**Data provided**

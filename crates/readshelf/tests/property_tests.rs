//! Property-based tests for the Goodreads scanner.
//!
//! These verify the tokenizer's documented invariants under random input:
//! field counts are driven only by unquoted commas, content survives
//! tokenization, and nothing panics on arbitrary text.

use proptest::prelude::*;

use readshelf::{parse_export, split_fields};

/// Field content with no commas or quotes.
fn plain_field() -> impl Strategy<Value = String> {
    "[a-zA-Z0-9 .;:!-]{0,20}"
}

proptest! {
    #[test]
    fn field_count_matches_unquoted_commas(fields in prop::collection::vec(plain_field(), 1..10)) {
        let line = fields.join(",");
        prop_assert_eq!(split_fields(&line).len(), fields.len());
    }

    #[test]
    fn quoting_a_comma_does_not_change_field_count(
        before in plain_field(),
        inner_a in plain_field(),
        inner_b in plain_field(),
        after in plain_field(),
    ) {
        // One quoted field containing a comma still reads as one field.
        let line = format!("{},\"{},{}\",{}", before, inner_a, inner_b, after);
        prop_assert_eq!(split_fields(&line).len(), 3);
    }

    #[test]
    fn split_then_join_is_lossless_without_quotes(fields in prop::collection::vec(plain_field(), 1..10)) {
        let line = fields.join(",");
        prop_assert_eq!(split_fields(&line).join(","), line);
    }

    #[test]
    fn tokenizer_never_panics(line in "\\PC{0,200}") {
        let _ = split_fields(&line);
    }

    #[test]
    fn parser_never_panics(text in "\\PC{0,400}") {
        // Arbitrary text either parses or returns an error; never a panic.
        let _ = parse_export(&text);
    }
}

**Activity**
Word for word, write out the entries above again.

**Solved problem**
filename crates/readshelf/tests/property_tests.rs
//! Property-based tests for the Goodreads scanner.
//!
//! These verify the tokenizer's documented invariants under random input:
//! field counts are driven only by unquoted commas, content survives
//! tokenization, and nothing panics on arbitrary text.

use proptest::prelude::*;

use readshelf::{parse_export, split_fields};

/// Field content with no commas or quotes.
fn plain_field() -> impl Strategy<Value = String> {
    "[a-zA-Z0-9 .;:!-]{0,20}"
}

proptest! {
    #[test]
    fn field_count_matches_unquoted_commas(fields in prop::collection::vec(plain_field(), 1..10)) {
        let line = fields.join(",");
        prop_assert_eq!(split_fields(&line).len(), fields.len());
    }

    #[test]
    fn quoting_a_comma_does_not_change_field_count(
        before in plain_field(),
        inner_a in plain_field(),
        inner_b in plain_field(),
        after in plain_field(),
    ) {
        // One quoted field containing a comma still reads as one field.
        let line = format!("{},\"{},{}\",{}", before, inner_a, inner_b, after);
        prop_assert_eq!(split_fields(&line).len(), 3);
    }

    #[test]
    fn split_then_join_is_lossless_without_quotes(fields in prop::collection::vec(plain_field(), 1..10)) {
        let line = fields.join(",");
        prop_assert_eq!(split_fields(&line).join(","), line);
    }

    #[test]
    fn tokenizer_never_panics(line in "\\PC{0,200}") {
        let _ = split_fields(&line);
    }

    #[test]
    fn parser_never_panics(text in "\\PC{0,400}") {
        // Arbitrary text either parses or returns an error; never a panic.
        let _ = parse_export(&text);
    }
}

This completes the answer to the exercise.